(Collected data)
#####
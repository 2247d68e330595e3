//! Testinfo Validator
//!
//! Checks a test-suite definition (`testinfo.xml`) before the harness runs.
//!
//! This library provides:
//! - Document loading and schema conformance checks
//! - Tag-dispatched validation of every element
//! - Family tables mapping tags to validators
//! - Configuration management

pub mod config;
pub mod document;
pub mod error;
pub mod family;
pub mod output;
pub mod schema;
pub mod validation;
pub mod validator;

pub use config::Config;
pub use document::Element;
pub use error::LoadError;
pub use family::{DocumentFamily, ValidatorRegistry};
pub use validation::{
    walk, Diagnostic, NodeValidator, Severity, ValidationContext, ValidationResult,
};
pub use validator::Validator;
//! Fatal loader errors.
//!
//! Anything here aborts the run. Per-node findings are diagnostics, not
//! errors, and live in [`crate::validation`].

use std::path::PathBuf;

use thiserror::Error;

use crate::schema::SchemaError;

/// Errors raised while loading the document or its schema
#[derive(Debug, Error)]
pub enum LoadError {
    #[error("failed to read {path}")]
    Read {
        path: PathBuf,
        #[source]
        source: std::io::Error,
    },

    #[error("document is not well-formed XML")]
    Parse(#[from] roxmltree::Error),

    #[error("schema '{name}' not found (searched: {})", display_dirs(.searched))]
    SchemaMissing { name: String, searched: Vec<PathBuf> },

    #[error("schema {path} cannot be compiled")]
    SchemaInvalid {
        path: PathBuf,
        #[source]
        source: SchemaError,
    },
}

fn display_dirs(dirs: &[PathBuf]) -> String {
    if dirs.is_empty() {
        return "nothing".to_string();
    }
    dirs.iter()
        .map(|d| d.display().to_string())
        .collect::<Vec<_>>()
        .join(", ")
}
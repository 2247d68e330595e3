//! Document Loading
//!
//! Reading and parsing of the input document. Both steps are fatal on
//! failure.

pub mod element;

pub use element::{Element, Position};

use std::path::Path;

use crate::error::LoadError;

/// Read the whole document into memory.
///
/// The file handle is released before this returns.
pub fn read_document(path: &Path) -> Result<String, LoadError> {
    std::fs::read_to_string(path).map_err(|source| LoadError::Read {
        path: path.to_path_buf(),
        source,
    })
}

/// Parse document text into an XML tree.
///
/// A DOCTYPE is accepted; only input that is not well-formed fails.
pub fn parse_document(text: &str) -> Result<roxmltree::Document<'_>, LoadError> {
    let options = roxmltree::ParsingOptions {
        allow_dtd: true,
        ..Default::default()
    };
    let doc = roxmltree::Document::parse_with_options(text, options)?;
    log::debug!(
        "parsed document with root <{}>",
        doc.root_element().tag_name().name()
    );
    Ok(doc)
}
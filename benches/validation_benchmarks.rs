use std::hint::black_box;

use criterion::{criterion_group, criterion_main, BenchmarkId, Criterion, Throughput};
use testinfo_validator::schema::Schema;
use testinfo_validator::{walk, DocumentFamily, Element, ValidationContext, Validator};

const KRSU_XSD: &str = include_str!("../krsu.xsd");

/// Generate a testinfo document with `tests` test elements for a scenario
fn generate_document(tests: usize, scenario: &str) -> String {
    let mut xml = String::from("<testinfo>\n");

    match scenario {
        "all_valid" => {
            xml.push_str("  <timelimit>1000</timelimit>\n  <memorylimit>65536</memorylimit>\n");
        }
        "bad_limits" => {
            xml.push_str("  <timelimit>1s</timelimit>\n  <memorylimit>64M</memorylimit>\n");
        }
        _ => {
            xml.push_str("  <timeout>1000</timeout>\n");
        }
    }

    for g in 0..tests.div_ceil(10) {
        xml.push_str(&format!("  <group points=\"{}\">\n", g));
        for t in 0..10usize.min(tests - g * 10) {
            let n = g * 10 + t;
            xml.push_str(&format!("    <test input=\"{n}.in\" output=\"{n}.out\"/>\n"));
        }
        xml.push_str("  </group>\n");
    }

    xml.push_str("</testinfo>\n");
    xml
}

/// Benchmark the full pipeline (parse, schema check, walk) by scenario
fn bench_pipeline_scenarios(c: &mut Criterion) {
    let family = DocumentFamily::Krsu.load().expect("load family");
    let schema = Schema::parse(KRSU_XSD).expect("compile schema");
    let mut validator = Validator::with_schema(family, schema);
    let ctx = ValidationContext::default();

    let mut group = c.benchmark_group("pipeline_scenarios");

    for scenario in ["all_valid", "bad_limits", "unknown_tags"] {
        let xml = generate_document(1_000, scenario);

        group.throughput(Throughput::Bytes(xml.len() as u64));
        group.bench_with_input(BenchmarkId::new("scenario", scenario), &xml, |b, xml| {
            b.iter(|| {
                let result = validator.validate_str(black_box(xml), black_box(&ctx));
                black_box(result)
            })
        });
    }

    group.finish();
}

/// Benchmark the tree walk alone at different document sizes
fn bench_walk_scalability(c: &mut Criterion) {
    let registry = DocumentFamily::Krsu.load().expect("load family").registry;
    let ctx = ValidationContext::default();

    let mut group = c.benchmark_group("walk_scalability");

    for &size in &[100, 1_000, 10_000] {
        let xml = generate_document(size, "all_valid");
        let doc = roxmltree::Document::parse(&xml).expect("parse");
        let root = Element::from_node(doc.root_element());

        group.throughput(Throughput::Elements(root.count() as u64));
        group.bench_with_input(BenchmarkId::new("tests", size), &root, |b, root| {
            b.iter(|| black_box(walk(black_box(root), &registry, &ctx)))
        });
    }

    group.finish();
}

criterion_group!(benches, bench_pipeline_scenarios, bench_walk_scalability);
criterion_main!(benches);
#####
What you have to do: Look through the entries above, and wherever a line holds the word "LoadError", copy it.

Solution below:
pub use error::LoadError;
pub enum LoadError {
use crate::error::LoadError;
pub fn read_document(path: &Path) -> Result<String, LoadError> {
    std::fs::read_to_string(path).map_err(|source| LoadError::Read {
pub fn parse_document(text: &str) -> Result<roxmltree::Document<'_>, LoadError> {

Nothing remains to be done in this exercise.